L’imprégnation d’une relation avec les ancêtres

Au fil des activités, certains objets se sont révélés particulièrement importants pour les personnes accompagnatrices, qui ont également fini par choisir deux objets à étudier. Chaque participante et participant – jeunes et personnes accompagnatrices – s’est peu à peu approprié « ses » objets, et un lien particulier s’est créé, notamment à travers l’histoire de vie de ses ancêtres et les histoires personnelles qui y sont associées, comme le mentionne l’accompagnatrice Sandy Raphaël :

Les mitaines, c’était émouvant de les voir car c’est l’histoire de la personne qui les a faites qu’il y avait en face de moi. […] On retrouve dans les objets de Speck des matériaux utilisés par ma grand-mère, qu’on ne trouve plus aujourd’hui, des couleurs aussi, le rouge, le vert.

Sandy Raphaël, entrevue avec C. Delamour, nov. 2015

C’est également l’une des raisons qui a interpellé Gabrielle Paul lorsqu’elle s’est intéressée à un manteau en peau d’original :

Il contient la vie des ancêtres. Il avait vraiment l’air d’y avoir une histoire particulière derrière le manteau. La broderie, particulièrement, me semblait intéressante. Je me demandais c’était quoi la symbolique, puis j’avais vraiment envie d’en savoir plus là-dessus. C’est mystérieux. C’est comme si le manteau contenait encore la présence du porteur.

Gabrielle Paul, entrevue avec C. Delamour, nov. 2015

L’identification et l’imprégnation des ancêtres qui ont utilisé les objets ont suscité l’intérêt des jeunes et des personnes accompagnatrices. L’accès aux objets a également laissé entrevoir chez eux la consolidation d’un sentiment de fierté identitaire, et ce à plusieurs niveaux. Les participantes et participants étaient fiers d’avoir accès à une partie de l’héritage dont les communautés ont été dépossédées[10]. C’est une fierté liée à la perspective de pouvoir jouir de ce que leurs ancêtres ont laissé derrière eux. La perte des objets a accentué pour certains l’altération des souvenirs liés à leur histoire collective et familiale. Au même titre que les livres ou les personnes, les objets sont perçus comme autant de moyens permettant de matérialiser et de transmettre la mémoire de leur culture :

[Les objets] sont là pour savoir d’où on vient. Il y a des trous noirs dans notre histoire et il y a eu beaucoup d’oublis. Beaucoup d’aînés sont partis, c’est comme des bibliothèques au complet qui sont parties.

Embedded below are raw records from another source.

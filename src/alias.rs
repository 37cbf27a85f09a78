//! Keeps `compilerOptions.paths` in the alias configuration file
//! (`tsconfig.json` by default) consistent with the live dependency state.
//!
//! For every registered library with an alias path the file holds exactly
//! two engine-owned keys while the library is local, `name` and `name/*`,
//! and neither while it is remote. All other content is left alone.

use std::io::Write;
use std::path::Path;
use std::sync::LazyLock;
use regex::Regex;
use serde_json::{Map, Value};
use tempfile::NamedTempFile;
use tracing::{debug, info};
use crate::error::{Result, SwitchError};
use crate::manifest::ManifestSnapshot;
use crate::mode::{self, Mode};
use crate::registry::{LibraryEntry, Registry};
use crate::util::join_alias_path;

/// File name of the alias configuration when none is configured.
pub const DEFAULT_ALIAS_FILE: &str = "tsconfig.json";

static ENTRY_POINT: LazyLock<Regex> = LazyLock::new(|| {
    Regex::new(r"(^|/)(index|main)\.(ts|js)$").expect("entry point pattern is valid")
});

/// What a synchronization pass did to the alias file.
#[derive(Debug)]
pub enum AliasSync {
    /// No alias file exists; the project doesn't use path aliases.
    Missing,
    /// The file already matched the dependency state and was not rewritten.
    Unchanged,
    /// The file was rewritten.
    Written,
    /// Synchronization failed; the switch that triggered it still stands.
    Skipped(SwitchError),
}

impl AliasSync {
    pub fn is_written(&self) -> bool {
        matches!(self, AliasSync::Written)
    }
}

/// The two path mappings a local library contributes.
#[derive(Debug, Clone, PartialEq, Eq)]
pub struct AliasMapping {
    pub exact_key: String,
    pub exact_path: String,
    pub wildcard_key: String,
    pub wildcard_path: String,
}

impl AliasMapping {
    /// Computes the mappings for `entry`, or `None` if it has no alias path.
    pub fn for_entry(entry: &LibraryEntry) -> Option<AliasMapping> {
        let alias_path = entry.alias_path.as_deref()?;
        let exact_path = join_alias_path(entry.local_base(), alias_path);
        let wildcard_path = wildcard_path(&exact_path);
        Some(AliasMapping {
            exact_key: entry.name.clone(),
            exact_path,
            wildcard_key: wildcard_key(&entry.name),
            wildcard_path,
        })
    }
}

fn wildcard_key(name: &str) -> String {
    format!("{name}/*")
}

/// Turns an entry-point path into the matching wildcard path.
///
/// A trailing `index` or `main` file name with a `.ts` or `.js` extension is
/// replaced by `*`. Any other path is returned unchanged.
pub fn wildcard_path(path: &str) -> String {
    ENTRY_POINT.replace(path, "${1}*").into_owned()
}

/// Rewrites the alias file at `path` to match `snapshot` for every library in
/// `registry`.
///
/// # Errors
/// [`SwitchError::AliasConfigParse`] if the file can't be read or interpreted
/// (nothing is written in that case), [`SwitchError::AliasConfigWrite`] if
/// the updated file can't be persisted.
pub fn sync(path: &Path, snapshot: &ManifestSnapshot, registry: &Registry) -> Result<AliasSync> {
    if !path.exists() {
        debug!(path = %path.display(), "no alias file, skipping sync");
        return Ok(AliasSync::Missing);
    }
    let parse_error = |cause: String| SwitchError::AliasConfigParse {
        path: path.to_path_buf(),
        cause,
    };
    let content = std::fs::read_to_string(path).map_err(|e| parse_error(e.to_string()))?;
    let original: Value = serde_json::from_str(&content).map_err(|e| parse_error(e.to_string()))?;

    let mut updated = original.clone();
    apply(&mut updated, snapshot, registry).map_err(parse_error)?;
    if updated == original {
        debug!(path = %path.display(), "alias file already in sync");
        return Ok(AliasSync::Unchanged);
    }

    write_atomic(path, &updated)?;
    info!(path = %path.display(), "alias paths synchronized");
    Ok(AliasSync::Written)
}

/// Applies the alias mappings to a parsed alias document in place.
///
/// Returns a description of the problem if the document doesn't have the
/// expected shape; the document is left unmodified in that case.
pub fn apply(
    config: &mut Value,
    snapshot: &ManifestSnapshot,
    registry: &Registry,
) -> std::result::Result<(), String> {
    let root = config
        .as_object_mut()
        .ok_or_else(|| "top level is not an object".to_string())?;
    let had_options = root.get("compilerOptions").is_some_and(Value::is_object);
    let mut options = match root.get("compilerOptions") {
        None | Some(Value::Null) => Map::new(),
        Some(Value::Object(options)) => options.clone(),
        Some(_) => return Err("`compilerOptions` is not an object".to_string()),
    };
    let mut paths = match options.get("paths") {
        None | Some(Value::Null) => Map::new(),
        Some(Value::Object(paths)) => paths.clone(),
        Some(_) => return Err("`compilerOptions.paths` is not an object".to_string()),
    };

    for entry in registry.iter() {
        let Some(mapping) = AliasMapping::for_entry(entry) else {
            continue;
        };
        match mode::resolve(snapshot, entry) {
            Mode::Local => {
                paths.insert(mapping.exact_key, Value::from(vec![mapping.exact_path]));
                paths.insert(mapping.wildcard_key, Value::from(vec![mapping.wildcard_path]));
            }
            Mode::Remote => {
                paths.shift_remove(&mapping.exact_key);
                paths.shift_remove(&mapping.wildcard_key);
            }
        }
    }

    if paths.is_empty() {
        options.shift_remove("paths");
    } else {
        options.insert("paths".to_string(), Value::Object(paths));
    }
    if options.is_empty() && !had_options {
        return Ok(());
    }
    root.insert("compilerOptions".to_string(), Value::Object(options));
    Ok(())
}

fn write_atomic(path: &Path, config: &Value) -> Result<()> {
    let write_error = |source: std::io::Error| SwitchError::AliasConfigWrite {
        path: path.to_path_buf(),
        source,
    };
    let mut content = serde_json::to_string_pretty(config)
        .map_err(|e| write_error(std::io::Error::other(e)))?;
    content.push('\n');

    let dir = path.parent().filter(|p| !p.as_os_str().is_empty()).unwrap_or(Path::new("."));
    let mut file = NamedTempFile::new_in(dir).map_err(write_error)?;
    // Temp files are created 0600; carry over the original mode.
    if let Ok(metadata) = std::fs::metadata(path) {
        std::fs::set_permissions(file.path(), metadata.permissions()).map_err(write_error)?;
    }
    file.write_all(content.as_bytes()).map_err(write_error)?;
    file.as_file().sync_all().map_err(write_error)?;
    file.persist(path).map_err(|e| write_error(e.error))?;
    Ok(())
}

#[cfg(test)]
mod tests {
    use super::*;
    use serde_json::json;
    use tempfile::tempdir;

    fn registry_a() -> Registry {
        Registry::from_entries(vec![
            LibraryEntry::new("A", "file:../A", "pkg-a").with_alias("src/index.ts"),
        ])
        .unwrap()
    }

    fn snapshot(json: &str) -> ManifestSnapshot {
        json.parse().unwrap()
    }

    #[test]
    fn test_wildcard_path() {
        assert_eq!(wildcard_path("../A/src/index.ts"), "../A/src/*");
        assert_eq!(wildcard_path("../A/lib/main.js"), "../A/lib/*");
        assert_eq!(wildcard_path("index.ts"), "*");
        // Anything that isn't an index/main entry point is kept as is.
        assert_eq!(wildcard_path("../A/src/public-api.ts"), "../A/src/public-api.ts");
        assert_eq!(wildcard_path("../A/src"), "../A/src");
        assert_eq!(wildcard_path("../A/src/reindex.ts"), "../A/src/reindex.ts");
        assert_eq!(wildcard_path("../A/src/index.tsx"), "../A/src/index.tsx");
    }

    #[test]
    fn test_apply_keeps_non_entry_point_path_for_wildcard() {
        let registry = Registry::from_entries(vec![
            LibraryEntry::new("A", "file:../A", "pkg-a").with_alias("src/public-api.ts"),
        ])
        .unwrap();
        let mut config = json!({});
        apply(&mut config, &snapshot(r#"{"dependencies": {"pkg-a": "file:../A"}}"#), &registry).unwrap();
        assert_eq!(
            config["compilerOptions"]["paths"],
            json!({"A": ["../A/src/public-api.ts"], "A/*": ["../A/src/public-api.ts"]})
        );
    }

    #[test]
    fn test_apply_treats_null_as_absent() {
        let local = snapshot(r#"{"dependencies": {"pkg-a": "file:../A"}}"#);
        let mut config = json!({"compilerOptions": null});
        apply(&mut config, &local, &registry_a()).unwrap();
        assert_eq!(
            config,
            json!({"compilerOptions": {"paths": {"A": ["../A/src/index.ts"], "A/*": ["../A/src/*"]}}})
        );

        let mut config = json!({"compilerOptions": {"strict": true, "paths": null}});
        apply(&mut config, &local, &registry_a()).unwrap();
        assert_eq!(config["compilerOptions"]["strict"], json!(true));
        assert_eq!(config["compilerOptions"]["paths"]["A"], json!(["../A/src/index.ts"]));

        let mut config = json!({"compilerOptions": {"strict": true, "paths": null}});
        apply(&mut config, &snapshot("{}"), &registry_a()).unwrap();
        assert_eq!(config, json!({"compilerOptions": {"strict": true}}));
    }

    #[test]
    fn test_mapping_for_entry() {
        let entry = LibraryEntry::new("A", "file:../A", "pkg-a").with_alias("src/index.ts");
        let mapping = AliasMapping::for_entry(&entry).unwrap();
        assert_eq!(mapping.exact_key, "A");
        assert_eq!(mapping.exact_path, "../A/src/index.ts");
        assert_eq!(mapping.wildcard_key, "A/*");
        assert_eq!(mapping.wildcard_path, "../A/src/*");

        let entry = LibraryEntry::new("B", "file:../B", "pkg-b");
        assert_eq!(AliasMapping::for_entry(&entry), None);
    }

    #[test]
    fn test_apply_local_adds_both_keys() {
        let mut config = json!({"compilerOptions": {"strict": true}});
        apply(&mut config, &snapshot(r#"{"dependencies": {"pkg-a": "file:../A"}}"#), &registry_a()).unwrap();
        assert_eq!(
            config,
            json!({"compilerOptions": {
                "strict": true,
                "paths": {"A": ["../A/src/index.ts"], "A/*": ["../A/src/*"]}
            }})
        );
    }

    #[test]
    fn test_apply_remote_removes_only_engine_keys() {
        let mut config = json!({"compilerOptions": {"paths": {
            "A": ["../A/src/index.ts"],
            "A/*": ["../A/src/*"],
            "@app/*": ["src/*"]
        }}});
        apply(&mut config, &snapshot(r#"{"dependencies": {"pkg-a": "1.2.3"}}"#), &registry_a()).unwrap();
        assert_eq!(config, json!({"compilerOptions": {"paths": {"@app/*": ["src/*"]}}}));
    }

    #[test]
    fn test_apply_drops_empty_paths_table() {
        let mut config = json!({"compilerOptions": {"strict": true, "paths": {"A": ["x"], "A/*": ["x/*"]}}});
        apply(&mut config, &snapshot(r#"{}"#), &registry_a()).unwrap();
        assert_eq!(config, json!({"compilerOptions": {"strict": true}}));
    }

    #[test]
    fn test_apply_does_not_materialize_compiler_options() {
        let mut config = json!({"extends": "./base.json"});
        apply(&mut config, &snapshot(r#"{}"#), &registry_a()).unwrap();
        assert_eq!(config, json!({"extends": "./base.json"}));
    }

    #[test]
    fn test_apply_rejects_unexpected_shape() {
        let mut config = json!({"compilerOptions": {"paths": []}});
        let before = config.clone();
        assert!(apply(&mut config, &snapshot("{}"), &registry_a()).is_err());
        assert_eq!(config, before);
        assert!(apply(&mut json!([]), &snapshot("{}"), &registry_a()).is_err());
    }

    #[test]
    fn test_apply_last_library_wins_on_collision() {
        // `ui`'s wildcard key is `ui/*`, which is also the exact key of the
        // second library.
        let registry = Registry::from_entries(vec![
            LibraryEntry::new("ui", "file:../ui", "ui").with_alias("src/index.ts"),
            LibraryEntry::new("ui/*", "file:../ui-star", "ui-star").with_alias("lib/main.js"),
        ])
        .unwrap();
        let snap = snapshot(r#"{"dependencies": {"ui": "file:../ui", "ui/*": "file:../ui-star"}}"#);
        let mut config = json!({});
        apply(&mut config, &snap, &registry).unwrap();
        let paths = &config["compilerOptions"]["paths"];
        assert_eq!(paths["ui"], json!(["../ui/src/index.ts"]));
        assert_eq!(paths["ui/*"], json!(["../ui-star/lib/main.js"]));
        assert_eq!(paths["ui/*/*"], json!(["../ui-star/lib/*"]));
    }

    #[test]
    fn test_sync_missing_file_is_noop() {
        let dir = tempdir().unwrap();
        let path = dir.path().join(DEFAULT_ALIAS_FILE);
        let result = sync(&path, &snapshot(r#"{"dependencies": {"pkg-a": "file:../A"}}"#), &registry_a()).unwrap();
        assert!(matches!(result, AliasSync::Missing));
        assert!(!path.exists());
    }

    #[test]
    fn test_sync_leaves_unparseable_file_untouched() {
        let dir = tempdir().unwrap();
        let path = dir.path().join(DEFAULT_ALIAS_FILE);
        let content = "{\n  // comments are not JSON\n  \"compilerOptions\": {}\n}\n";
        std::fs::write(&path, content).unwrap();

        let err = sync(&path, &snapshot(r#"{"dependencies": {"pkg-a": "file:../A"}}"#), &registry_a()).unwrap_err();
        assert!(matches!(err, SwitchError::AliasConfigParse { .. }));
        assert_eq!(std::fs::read_to_string(&path).unwrap(), content);
    }

    #[test]
    fn test_sync_writes_scenario_and_is_stable() {
        let dir = tempdir().unwrap();
        let path = dir.path().join(DEFAULT_ALIAS_FILE);
        std::fs::write(&path, r#"{"compilerOptions": {"baseUrl": ".", "paths": {"@app/*": ["src/*"]}}}"#).unwrap();
        let snap = snapshot(r#"{"dependencies": {"pkg-a": "file:../A"}}"#);

        let first = sync(&path, &snap, &registry_a()).unwrap();
        assert!(first.is_written());
        let written = std::fs::read_to_string(&path).unwrap();
        assert_eq!(
            written,
            "{\n  \"compilerOptions\": {\n    \"baseUrl\": \".\",\n    \"paths\": {\n      \"@app/*\": [\n        \"src/*\"\n      ],\n      \"A\": [\n        \"../A/src/index.ts\"\n      ],\n      \"A/*\": [\n        \"../A/src/*\"\n      ]\n    }\n  }\n}\n"
        );

        let second = sync(&path, &snap, &registry_a()).unwrap();
        assert!(matches!(second, AliasSync::Unchanged));
        assert_eq!(std::fs::read_to_string(&path).unwrap(), written);
    }

    #[test]
    fn test_sync_remote_cleans_up() {
        let dir = tempdir().unwrap();
        let path = dir.path().join(DEFAULT_ALIAS_FILE);
        std::fs::write(&path, r#"{"compilerOptions": {"paths": {"A": ["../A/src/index.ts"], "A/*": ["../A/src/*"]}}}"#).unwrap();

        let result = sync(&path, &snapshot(r#"{"dependencies": {"pkg-a": "1.2.3"}}"#), &registry_a()).unwrap();
        assert!(result.is_written());
        assert_eq!(std::fs::read_to_string(&path).unwrap(), "{\n  \"compilerOptions\": {}\n}\n");
    }
}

Femme ilnu, entrevue avec C. Delamour, mai 2012

Par leur présence physique, les objets ont le pouvoir de déclencher la mémoire de ceux qui y ont accès et de révéler ainsi une partie de leur immatérialité (Gadoua 2014). Matérialisant et transportant la mémoire des personnes et des événements, l’accès aux objets facilite la reprise de contact avec leur histoire (Kaufmann 1997 ; Losonczy 1999 ; Tisseron 1999) :

Un objet, de par le fait qu’il est là, il existe, je le vois, j’suis capable de me faire une idée de ce qu’il a vécu. Y’a des choses peut-être qui vont m’amener à me questionner pis y’a des choses que je vais comprendre parce que cet objet-là a une histoire et a été utilisé de telle façon.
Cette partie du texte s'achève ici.